Three of the latest from San Francisco, are purest Taliban, and provoke nothing but revulsion in anyone with any tie of identification to this country:

First, the attack on Cervantes in San Francisco's Golden Gate Park:

 

 

The historic illiteracy here is amazing. A man who was enslaved by African pirates was the target of the attack? It shows the ignorance at best of the scum who did this, but more likely, the hatred of all things European, a reverse racism every bit as bad as any other kind of racism. Spaniard in a ruffled collar? Quick, destroy him - everything that happened before us was bad, every emblem of Western Civilization, every emblem of greatness. We're the only virtuous ones, see. 

Yet Cervantes' five years in the hands of African slave owners marked his work and prompted him to write of freedom. Red State points out this passage from his work:

“Freedom, Sancho, is one of the most precious gifts that heaven has bestowed upon men; no treasures that the earth holds buried or the sea conceals can compare with it; for freedom, as for honour, life may and should be ventured; and on the other hand, captivity is the greatest evil that can fall to the lot of man.”

The attack Cervantes also amounts to an attack on literacy itself. Cervantes was one of the greatest writers who ever lived and his works are still marvelled at today, by readers in all languages. The attack on the great literary figure of the West was an attack on reading and writing. Like Pol Pot and his evil minions, these maggots seek to kill anyone with a pair of glasses to make sure they can't think for themselves. Reading itself, of unapproved party-line propaganda, is an attackable offense.

Red State reports that Spain's government had the gumption at least to protest. 
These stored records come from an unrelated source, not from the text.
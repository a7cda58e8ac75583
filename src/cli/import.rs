//! CSV import command

use std::path::Path;

use crate::config::Settings;
use crate::display::format_import_result;
use crate::error::LedgerResult;
use crate::services::{ImportOptions, ImportService};
use crate::storage::Storage;

/// Import a CSV file; the file is removed once its rows are stored
pub fn handle_import_command(
    storage: &Storage,
    settings: &Settings,
    file: &Path,
) -> LedgerResult<()> {
    let service = ImportService::new(storage).with_options(ImportOptions::from(settings));

    let result = service.import_file(file)?;
    print!("{}", format_import_result(&result));

    Ok(())
}
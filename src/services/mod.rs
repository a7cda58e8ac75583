//! Service layer for ledger-cli
//!
//! The service layer provides business logic on top of the storage layer,
//! handling validation, category resolution, and cross-entity operations.

pub mod balance;
pub mod category;
pub mod import;
pub mod transaction;

pub use balance::BalanceService;
pub use category::{CategoryService, CategorySummary, ResolvedCategories};
pub use import::{ImportOptions, ImportResult, ImportService, ParsedTransaction};
pub use transaction::{CreateTransactionInput, TransactionFilter, TransactionService};
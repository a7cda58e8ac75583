//! Transaction display formatting
//!
//! Register-style tables and detail views for transactions.

use std::collections::HashMap;

use tabled::settings::object::Columns;
use tabled::settings::{Alignment, Modify, Style};
use tabled::{Table, Tabled};

use crate::models::{CategoryId, Transaction};

const UNCATEGORIZED: &str = "(uncategorized)";

#[derive(Tabled)]
struct TransactionRow {
    #[tabled(rename = "ID")]
    id: String,
    #[tabled(rename = "Date")]
    date: String,
    #[tabled(rename = "Title")]
    title: String,
    #[tabled(rename = "Type")]
    kind: String,
    #[tabled(rename = "Category")]
    category: String,
    #[tabled(rename = "Value")]
    value: String,
}

fn category_title<'a>(txn: &Transaction, categories: &'a HashMap<CategoryId, String>) -> &'a str {
    txn.category_id
        .and_then(|id| categories.get(&id))
        .map(String::as_str)
        .unwrap_or(UNCATEGORIZED)
}

/// Format a list of transactions as a register table
pub fn format_transaction_register(
    transactions: &[Transaction],
    categories: &HashMap<CategoryId, String>,
    symbol: &str,
) -> String {
    if transactions.is_empty() {
        return "No transactions found.\n".to_string();
    }

    let rows = transactions.iter().map(|txn| TransactionRow {
        id: txn.id.to_string(),
        date: txn.created_at.format("%Y-%m-%d").to_string(),
        title: truncate(&txn.title, 30),
        kind: txn.transaction_type.to_string(),
        category: category_title(txn, categories).to_string(),
        value: txn.signed_value().format_with_symbol(symbol),
    });

    let mut table = Table::new(rows);
    table
        .with(Style::sharp())
        .with(Modify::new(Columns::last()).with(Alignment::right()));

    format!("{}\n", table)
}

/// Format transaction details for display
pub fn format_transaction_details(
    txn: &Transaction,
    category: Option<&str>,
    symbol: &str,
) -> String {
    let mut output = String::new();

    output.push_str(&format!("Transaction: {}\n", txn.id));
    output.push_str(&format!("Title:       {}\n", txn.title));
    output.push_str(&format!("Type:        {}\n", txn.transaction_type));
    output.push_str(&format!(
        "Value:       {}\n",
        txn.value.format_with_symbol(symbol)
    ));
    output.push_str(&format!(
        "Category:    {}\n",
        category.unwrap_or(UNCATEGORIZED)
    ));
    output.push_str(&format!(
        "Created:     {}\n",
        txn.created_at.format("%Y-%m-%d %H:%M:%S UTC")
    ));

    output
}

/// Truncate a string to at most `max_len` characters
fn truncate(s: &str, max_len: usize) -> String {
    if s.chars().count() <= max_len {
        s.to_string()
    } else {
        let mut out: String = s.chars().take(max_len.saturating_sub(3)).collect();
        out.push_str("...");
        out
    }
}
 Second, the attack on St. Junipero Serra, and to me, this one's the most heart-sickening:

 

 

Serra's the founding father of California, a man as important as the heroes of the Alamo in Texas, or the the founding fathers of the emerging nation to the far eastern side of the continent. He was a man who left a successful life as a philosophy professor in Spain to share the word of God as he saw it to the Native American peoples. He spent eight years in Mexico first as a pastor, and then as a old and injured man with a bad foot, made the arduous trip to Alta California on a donkey or on foot to construct nine missions up and down the state. The missions were protective missions for the Indians, he set them up to protect the Indians from the Spanish soldiers, who otherwise slaughtered the Indians, he'd seen enough of it across the continent to know it would happen.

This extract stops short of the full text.